▸ WORK TASK
Exactly the line that contains "pub use candidate::CandidateProfile;" and the lines following it to the end of the data are to be reproduced, and nothing more.

▸ MATERIAL SUPPLIED
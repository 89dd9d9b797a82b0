//! Wire models for every backend resource

pub mod ai;
pub mod application;
pub mod candidate;
pub mod course;
pub mod dashboard;
pub mod hired;
pub mod internship;
pub mod notification;
pub mod settings;
pub mod task;
pub mod unit;

pub use ai::{ContentRequest, GeneratedContent};
pub use application::{Application, ApplicationStatus, NewApplication, OfferDecision};
pub use candidate::CandidateProfile;
pub use course::Course;
pub use dashboard::{CandidateDashboard, UnitDashboard};
pub use hired::HiredCandidate;
pub use internship::{Internship, InternshipFilter, InternshipStatus, InternshipUpdate, NewInternship};
pub use notification::Notification;
pub use settings::{AccountSettings, NotificationSettings, PasswordChange};
pub use task::{CandidateTask, NewTask, TaskStatus};
pub use unit::{Unit, UnitUpdate};
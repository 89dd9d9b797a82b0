use uuid::Uuid;

use crate::api::{ApiClient, ApiRequest};
use crate::errors::RequestFailed;
use crate::models::{CandidateDashboard, UnitDashboard};

#[derive(Clone)]
pub struct DashboardService {
    api: ApiClient,
}

impl DashboardService {
    pub fn new(api: ApiClient) -> Self {
        Self { api }
    }

    pub async fn candidate(&self, candidate_id: Uuid) -> Result<CandidateDashboard, RequestFailed> {
        self.api
            .call(
                ApiRequest::get("dashboard.candidate", format!("/dashboard/candidate/{}", candidate_id)),
                CandidateDashboard::default(),
                "Failed to fetch dashboard",
            )
            .await
    }

    pub async fn unit(&self, unit_id: Uuid) -> Result<UnitDashboard, RequestFailed> {
        self.api
            .call(
                ApiRequest::get("dashboard.unit", format!("/dashboard/unit/{}", unit_id)),
                UnitDashboard::default(),
                "Failed to fetch dashboard",
            )
            .await
    }
}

▸ SOLUTION FOR THIS TASK
pub use candidate::CandidateProfile;
pub use course::Course;
pub use dashboard::{CandidateDashboard, UnitDashboard};
pub use hired::HiredCandidate;
pub use internship::{Internship, InternshipFilter, InternshipStatus, InternshipUpdate, NewInternship};
pub use notification::Notification;
pub use settings::{AccountSettings, NotificationSettings, PasswordChange};
pub use task::{CandidateTask, NewTask, TaskStatus};
pub use unit::{Unit, UnitUpdate};
repository 89dd9d9b797a82b0
use uuid::Uuid;

use crate::api::{ApiClient, ApiRequest};
use crate::errors::RequestFailed;
use crate::models::{CandidateDashboard, UnitDashboard};

#[derive(Clone)]
pub struct DashboardService {
    api: ApiClient,
}

impl DashboardService {
    pub fn new(api: ApiClient) -> Self {
        Self { api }
    }

    pub async fn candidate(&self, candidate_id: Uuid) -> Result<CandidateDashboard, RequestFailed> {
        self.api
            .call(
                ApiRequest::get("dashboard.candidate", format!("/dashboard/candidate/{}", candidate_id)),
                CandidateDashboard::default(),
                "Failed to fetch dashboard",
            )
            .await
    }

    pub async fn unit(&self, unit_id: Uuid) -> Result<UnitDashboard, RequestFailed> {
        self.api
            .call(
                ApiRequest::get("dashboard.unit", format!("/dashboard/unit/{}", unit_id)),
                UnitDashboard::default(),
                "Failed to fetch dashboard",
            )
            .await
    }
}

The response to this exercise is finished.